# Deputy Sheriff Josh Mitchell



## kwflatbed (Dec 29, 2004)

*Deputy Sheriff*

*Josh Mitchell*

Reagan County Sheriff's Office, Texas

End of Watch: Wednesday, August 1, 2012

*Bio & Incident Details*

*Age:* Not available
*Tour:* Not available
*Badge #* 808

*Cause:* Gunfire
*Incident Date:* 8/1/2012
*Weapon:* Gun; Unknown type
*Suspect:* Not available

· Leave a Reflection
· Add to My Heroes
· Update this memorial

Deputy Sheriff Josh Mitchell was shot and killed as he and other officers searched for a suspect in Big Lake, Texas, shortly after 6:00 pm.

The suspect was encountered in the 1100 block of Main Street and he opened fire on Deputy Mitchell, fatally wounding him. Deputy Mitchell succumbed to his wounds while being transported to a hospital in San Angelo.

The suspect barricaded himself in a nearby home and remains at large.
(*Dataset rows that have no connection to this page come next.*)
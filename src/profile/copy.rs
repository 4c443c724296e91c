//! Recursive directory copy that preserves entry metadata
//!
//! Entries are mirrored by type: directories are created (or merged into),
//! symlinks are re-created with the same target string, regular files are
//! copied byte-for-byte. Special files (FIFOs, sockets, devices) are reported
//! as errors and left out. Owner, group and permission bits are replicated for
//! everything except symlinks.
//!
//! The walk is best-effort. A failing entry is recorded on the
//! [`CopyReport`] and skipped; its siblings are still copied. Existing
//! regular files and symlinks at the destination are left untouched.

use std::fs::{self, Metadata};
use std::io;
use std::path::{Path, PathBuf};

use walkdir::{DirEntry, WalkDir};

use crate::error::SetupError;

/// Counters and diagnostics for one [`copy_tree`] run
#[derive(Debug, Default)]
pub struct CopyReport {
    /// Regular files and symlinks written
    pub files_copied: u64,
    /// Directories created or merged into
    pub dirs_copied: u64,
    /// Destination entries that already existed and were left alone
    pub skipped: Vec<PathBuf>,
    /// Per-entry failures
    pub errors: Vec<SetupError>,
}

impl CopyReport {
    pub fn is_clean(&self) -> bool {
        self.errors.is_empty()
    }

    /// Human-readable one-line summary
    pub fn summary(&self) -> String {
        format!(
            "{} file(s), {} dir(s) copied, {} skipped, {} error(s)",
            self.files_copied,
            self.dirs_copied,
            self.skipped.len(),
            self.errors.len()
        )
    }

    fn add_error(&mut self, action: &'static str, path: &Path, err: io::Error) {
        self.errors.push(SetupError::io(action, path, err));
    }
}

/// Copy the contents of `src` into `dst`
///
/// `dst` is created when missing. Only an unusable source (missing, not a
/// directory, or containing `dst`) is an error; everything below the root is
/// reported through the returned [`CopyReport`].
pub fn copy_tree(src: &Path, dst: &Path) -> Result<CopyReport, SetupError> {
    let meta_src = fs::metadata(src).map_err(|e| SetupError::io("read", src, e))?;
    if !meta_src.is_dir() {
        return Err(SetupError::io(
            "copy from",
            src,
            io::Error::new(io::ErrorKind::InvalidInput, "not a directory"),
        ));
    }

    if is_overlap(src, dst) {
        return Err(SetupError::io(
            "copy into",
            dst,
            io::Error::new(
                io::ErrorKind::InvalidInput,
                "destination lies inside the source tree",
            ),
        ));
    }
    fs::create_dir_all(dst).map_err(|e| SetupError::io("create directory", dst, e))?;

    let mut report = CopyReport::default();

    // Children come before their directory so read-only source directories
    // get their permission bits only after everything inside is written.
    let walker = WalkDir::new(src)
        .min_depth(1)
        .follow_links(false)
        .contents_first(true)
        .sort_by_file_name();

    for item in walker {
        let entry = match item {
            Ok(entry) => entry,
            Err(e) => {
                let path = e.path().unwrap_or(src).to_path_buf();
                let err = e
                    .into_io_error()
                    .unwrap_or_else(|| io::Error::other("filesystem loop"));
                report.add_error("read", &path, err);
                continue;
            }
        };

        let rel = match entry.path().strip_prefix(src) {
            Ok(rel) => rel,
            Err(_) => continue,
        };
        copy_entry(&entry, &dst.join(rel), &mut report);
    }

    Ok(report)
}

fn copy_entry(entry: &DirEntry, dest: &Path, report: &mut CopyReport) {
    let source = entry.path();
    let metadata = match entry.metadata() {
        Ok(m) => m,
        Err(e) => {
            let err = e
                .into_io_error()
                .unwrap_or_else(|| io::Error::other("metadata unavailable"));
            report.add_error("read metadata of", source, err);
            return;
        }
    };

    let file_type = entry.file_type();
    if file_type.is_dir() {
        if let Err(e) = ensure_dir(dest) {
            report.add_error("create directory", dest, e);
            return;
        }
        report.dirs_copied += 1;
        apply_metadata(dest, &metadata, report);
        return;
    }

    // Opening a FIFO blocks until a writer appears; devices and sockets
    // cannot be copied as bytes either.
    if !file_type.is_file() && !file_type.is_symlink() {
        report.add_error(
            "copy",
            source,
            io::Error::new(io::ErrorKind::Unsupported, "unsupported file type"),
        );
        return;
    }

    if fs::symlink_metadata(dest).is_ok() {
        report.skipped.push(dest.to_path_buf());
        return;
    }

    if let Some(parent) = dest.parent() {
        if let Err(e) = ensure_dir(parent) {
            report.add_error("create directory", parent, e);
            return;
        }
    }

    if file_type.is_symlink() {
        match copy_symlink(source, dest) {
            Ok(()) => report.files_copied += 1,
            Err(e) => report.add_error("re-create symlink", dest, e),
        }
        return;
    }

    match fs::copy(source, dest) {
        Ok(_) => {
            report.files_copied += 1;
            apply_metadata(dest, &metadata, report);
        }
        Err(e) => report.add_error("copy", source, e),
    }
}

/// Idempotent directory create; fails if something other than a directory
/// is in the way
fn ensure_dir(path: &Path) -> io::Result<()> {
    match fs::symlink_metadata(path) {
        Ok(m) if m.is_dir() => Ok(()),
        Ok(_) => Err(io::Error::new(
            io::ErrorKind::AlreadyExists,
            "a non-directory entry is in the way",
        )),
        Err(e) if e.kind() == io::ErrorKind::NotFound => fs::create_dir_all(path),
        Err(e) => Err(e),
    }
}

fn copy_symlink(source: &Path, dest: &Path) -> io::Result<()> {
    let target = fs::read_link(source)?;

    #[cfg(unix)]
    {
        std::os::unix::fs::symlink(&target, dest)
    }
    #[cfg(windows)]
    {
        use std::os::windows::fs::{symlink_dir, symlink_file};
        if source.is_dir() {
            symlink_dir(&target, dest)
        } else {
            symlink_file(&target, dest)
        }
    }
}

/// Replicate owner, group and permission bits from `metadata` onto `dest`
fn apply_metadata(dest: &Path, metadata: &Metadata, report: &mut CopyReport) {
    #[cfg(unix)]
    {
        use std::os::unix::fs::MetadataExt;
        if let Err(e) = std::os::unix::fs::lchown(dest, Some(metadata.uid()), Some(metadata.gid()))
        {
            report.add_error("change ownership of", dest, e);
        }
    }

    if let Err(e) = fs::set_permissions(dest, metadata.permissions()) {
        report.add_error("set permissions on", dest, e);
    }
}

fn is_overlap(src: &Path, dst: &Path) -> bool {
    match (src.canonicalize(), resolve(dst)) {
        (Ok(src), Some(dst)) => dst.starts_with(&src),
        _ => false,
    }
}

/// Canonical form of a path whose trailing components may not exist yet
fn resolve(path: &Path) -> Option<PathBuf> {
    if let Ok(resolved) = path.canonicalize() {
        return Some(resolved);
    }
    let name = path.file_name()?;
    let parent = match path.parent() {
        Some(p) if !p.as_os_str().is_empty() => p,
        _ => Path::new("."),
    };
    Some(resolve(parent)?.join(name))
}
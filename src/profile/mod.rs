//! User profiles: named directory trees under `~/.go-setup/profiles`
//!
//! A profile is copied wholesale into the project before the layout is
//! scaffolded, so files it carries win over the embedded templates.

pub mod copy;

use std::fs;
use std::io;
use std::path::{Path, PathBuf};

use crate::config::validation::validate_profile_name;
use crate::error::{hints, SetupError};
use crate::scaffold::Report;
use crate::utils::paths::ConfigPaths;
use crate::utils::terminal::{print_info, print_step};

pub use copy::{copy_tree, CopyReport};

/// Read and write access to the profiles directory
#[derive(Debug, Clone)]
pub struct ProfileStore {
    paths: ConfigPaths,
}

impl ProfileStore {
    pub fn new(paths: ConfigPaths) -> Self {
        Self { paths }
    }

    /// Directory holding all profiles
    pub fn root(&self) -> PathBuf {
        self.paths.profiles_dir()
    }

    /// Directory of one profile
    pub fn profile_dir(&self, name: &str) -> PathBuf {
        self.paths.profile_dir(name)
    }

    /// Names of stored profiles, sorted
    ///
    /// A missing profiles directory simply means there are no profiles.
    pub fn list(&self) -> Result<Vec<String>, SetupError> {
        let root = self.root();
        let entries = match fs::read_dir(&root) {
            Ok(entries) => entries,
            Err(e) if e.kind() == io::ErrorKind::NotFound => return Ok(Vec::new()),
            Err(e) => return Err(SetupError::io("read", &root, e)),
        };

        let mut names = Vec::new();
        for entry in entries {
            let entry = entry.map_err(|e| SetupError::io("read", &root, e))?;
            if entry.path().is_dir() {
                names.push(entry.file_name().to_string_lossy().into_owned());
            }
        }
        names.sort();
        Ok(names)
    }

    /// Store a copy of `from` as a new profile called `name`
    pub fn add(&self, name: &str, from: &Path) -> Result<CopyReport, SetupError> {
        validate_profile_name(name)?;

        let dest = self.profile_dir(name);
        if dest.exists() {
            return Err(SetupError::profile_error_with_hint(
                name,
                format!("already exists at {}", dest.display()),
                hints::profile_exists(),
            ));
        }

        self.paths.ensure_profiles_dir()?;
        copy_tree(from, &dest)
    }

    /// Copy each named profile into `location`, in order
    ///
    /// Failures are warnings: a missing profile or a failing entry inside one
    /// does not stop the remaining profiles.
    pub fn apply(&self, names: &[String], location: &Path, report: &mut Report) {
        print_info("Copying profiles...");

        for name in names {
            print_info(&format!("Copying profile: {}", name));

            if let Err(e) = validate_profile_name(name) {
                report.warn(e);
                continue;
            }

            match copy_tree(&self.profile_dir(name), location) {
                Ok(copied) => {
                    print_step(&format!("profile {}: {}", name, copied.summary()));
                    for skipped in &copied.skipped {
                        report.warn(SetupError::AlreadyExists {
                            path: skipped.clone(),
                        });
                    }
                    for err in copied.errors {
                        report.warn(err);
                    }
                }
                Err(e) => report.warn(e),
            }
        }
    }
}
Deputy Mitchell is survived by his wife.
​Please contact the following agency to send condolences or to obtain funeral arrangements:

Reagan County Sheriff's Office
320 North Plaza Avenue
Big Lake, TX 76932

Phone: (325) 884-2424

Read more: http://www.odmp.org/officer/21348-deputy-sheriff-josh-mitchell#ixzz22O4Nin6J​


----------



## ShmitDiesel (May 21, 2010)

RIP Deputy Mitchell


----------



## Guest (Aug 2, 2012)

RIP Deputy Mitchell


----------



## DEI8 (Jan 20, 2006)

Rest in Peace


----------



## SPINMASS (Jan 30, 2004)

RIP Deputy


----------